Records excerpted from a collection
--- START ---
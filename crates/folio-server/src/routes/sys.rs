//! Health route: `/api/health`

use std::sync::Arc;

use axum::extract::State;
use axum::routing::get;
use axum::{Json, Router};
use serde::Serialize;

use crate::state::AppState;

/// Build the health router.
pub fn router() -> Router<Arc<AppState>> {
    Router::new().route("/api/health", get(health))
}

#[derive(Debug, Serialize)]
pub struct HealthResponse {
    pub status: &'static str,
    pub version: &'static str,
    pub storage: &'static str,
    pub editing_enabled: bool,
    pub static_dir: String,
    pub app_built: bool,
}

/// Always `200`; a detached or closed store shows up in `storage`.
async fn health(State(state): State<Arc<AppState>>) -> Json<HealthResponse> {
    let app_built = tokio::fs::try_exists(state.static_dir.join("index.html"))
        .await
        .unwrap_or(false);

    Json(HealthResponse {
        status: "ok",
        version: env!("CARGO_PKG_VERSION"),
        storage: if state.content.storage_available() {
            "available"
        } else {
            "unavailable"
        },
        editing_enabled: state.content.editing_enabled(),
        static_dir: state.static_dir.display().to_string(),
        app_built,
    })
}
// ==========================================
// 来料检验系统 - 领域类型定义
// ==========================================
// 判定结论 / 物料类别 / 检验项目类型
// ==========================================

use serde::{Deserialize, Serialize};
use std::fmt;

// ==========================================
// 判定结论 (Judgment)
// ==========================================
// 序列化格式: 中文标签 (与报告存储一致)
#[derive(Debug, Clone, Copy, PartialEq, Eq, Hash, Serialize, Deserialize)]
pub enum Judgment {
    #[serde(rename = "合格")]
    Pass, // 合格
    #[serde(rename = "不合格")]
    Fail, // 不合格
}

impl Judgment {
    pub const PASS_LABEL: &'static str = "合格";
    pub const FAIL_LABEL: &'static str = "不合格";

    pub fn as_str(&self) -> &'static str {
        match self {
            Judgment::Pass => Self::PASS_LABEL,
            Judgment::Fail => Self::FAIL_LABEL,
        }
    }

    /// 从存储字符串解析，无法识别的一律视为不合格
    pub fn from_str(s: &str) -> Self {
        match s.trim() {
            Self::PASS_LABEL => Judgment::Pass,
            _ => Judgment::Fail,
        }
    }

    pub fn from_pass(pass: bool) -> Self {
        if pass {
            Judgment::Pass
        } else {
            Judgment::Fail
        }
    }

    pub fn is_pass(&self) -> bool {
        matches!(self, Judgment::Pass)
    }
}

impl fmt::Display for Judgment {
    fn fmt(&self, f: &mut fmt::Formatter<'_>) -> fmt::Result {
        write!(f, "{}", self.as_str())
    }
}

// ==========================================
// 物料类别 (Material Category)
// ==========================================
// 报告编号类型码: 纸张 → Y, 其余 → F
#[derive(Debug, Clone, Copy, PartialEq, Eq, Hash, Serialize, Deserialize)]
pub enum MaterialCategory {
    #[serde(rename = "纸张")]
    Paper, // 纸张（原材料）
    #[serde(rename = "膜类")]
    Film, // 膜类
    #[serde(rename = "化学辅料")]
    Chemical, // 油墨/胶水/溶剂等
    #[serde(rename = "其他")]
    Other, // 其他
}

impl MaterialCategory {
    pub fn as_str(&self) -> &'static str {
        match self {
            MaterialCategory::Paper => "纸张",
            MaterialCategory::Film => "膜类",
            MaterialCategory::Chemical => "化学辅料",
            MaterialCategory::Other => "其他",
        }
    }

    /// 从中文标签解析，未知标签归为其他
    pub fn from_str(s: &str) -> Self {
        match s.trim() {
            "纸张" => MaterialCategory::Paper,
            "膜类" => MaterialCategory::Film,
            "化学辅料" => MaterialCategory::Chemical,
            _ => MaterialCategory::Other,
        }
    }

    /// 根据品名推断物料类别
    ///
    /// 匹配顺序: 纸 → 膜/BOPP/PET → 墨/胶/液/剂 → 其他
    pub fn infer(product_name: &str) -> Self {
        let name = product_name.trim().to_lowercase();
        if name.is_empty() {
            return MaterialCategory::Other;
        }
        if name.contains('纸') {
            return MaterialCategory::Paper;
        }
        if name.contains('膜') || name.contains("bopp") || name.contains("pet") {
            return MaterialCategory::Film;
        }
        if ['墨', '胶', '液', '剂'].iter().any(|c| name.contains(*c)) {
            return MaterialCategory::Chemical;
        }
        MaterialCategory::Other
    }
}

impl fmt::Display for MaterialCategory {
    fn fmt(&self, f: &mut fmt::Formatter<'_>) -> fmt::Result {
        write!(f, "{}", self.as_str())
    }
}

// ==========================================
// 检验项目类型 (Item Kind)
// ==========================================
// 在项目定义时由名称解析一次，生成器与判定器都按此分派，
// 不再在每次调用时重复扫描名称子串。
#[derive(Debug, Clone, Copy, PartialEq, Eq, Hash, Serialize, Deserialize)]
#[serde(rename_all = "SCREAMING_SNAKE_CASE")]
pub enum ItemKind {
    HoldTime,    // 持粘性/持粘力
    InitialTack, // 初粘性/初粘力
    Thickness,   // 厚度
    Dimension,   // 宽/长
    Weight,      // 量/重
    Generic,     // 其他（定性项目）
}

impl ItemKind {
    /// 由项目名称解析类型（拉丁字母不区分大小写）
    pub fn resolve(name: &str) -> Self {
        let name = name.trim().to_lowercase();
        if name.contains("持粘性") || name.contains("持粘力") {
            ItemKind::HoldTime
        } else if name.contains("初粘性") || name.contains("初粘力") {
            ItemKind::InitialTack
        } else if name.contains("厚度") {
            ItemKind::Thickness
        } else if name.contains('宽') || name.contains('长') {
            ItemKind::Dimension
        } else if name.contains('量') || name.contains('重') {
            ItemKind::Weight
        } else {
            ItemKind::Generic
        }
    }

    /// 是否为专用规则项目（优先于生成规则与标准解析）
    pub fn is_special_case(&self) -> bool {
        matches!(self, ItemKind::HoldTime | ItemKind::InitialTack)
    }

    pub fn to_db_str(&self) -> &'static str {
        match self {
            ItemKind::HoldTime => "HOLD_TIME",
            ItemKind::InitialTack => "INITIAL_TACK",
            ItemKind::Thickness => "THICKNESS",
            ItemKind::Dimension => "DIMENSION",
            ItemKind::Weight => "WEIGHT",
            ItemKind::Generic => "GENERIC",
        }
    }
}

impl fmt::Display for ItemKind {
    fn fmt(&self, f: &mut fmt::Formatter<'_>) -> fmt::Result {
        write!(f, "{}", self.to_db_str())
    }
}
--- END ---
== WHAT TO WORK ON ==
All lines above containing the string "trim" are to be collected.

== WRITTEN SOLUTION ==
        match s.trim() {
        match s.trim() {
        let name = product_name.trim().to_lowercase();
        let name = name.trim().to_lowercase();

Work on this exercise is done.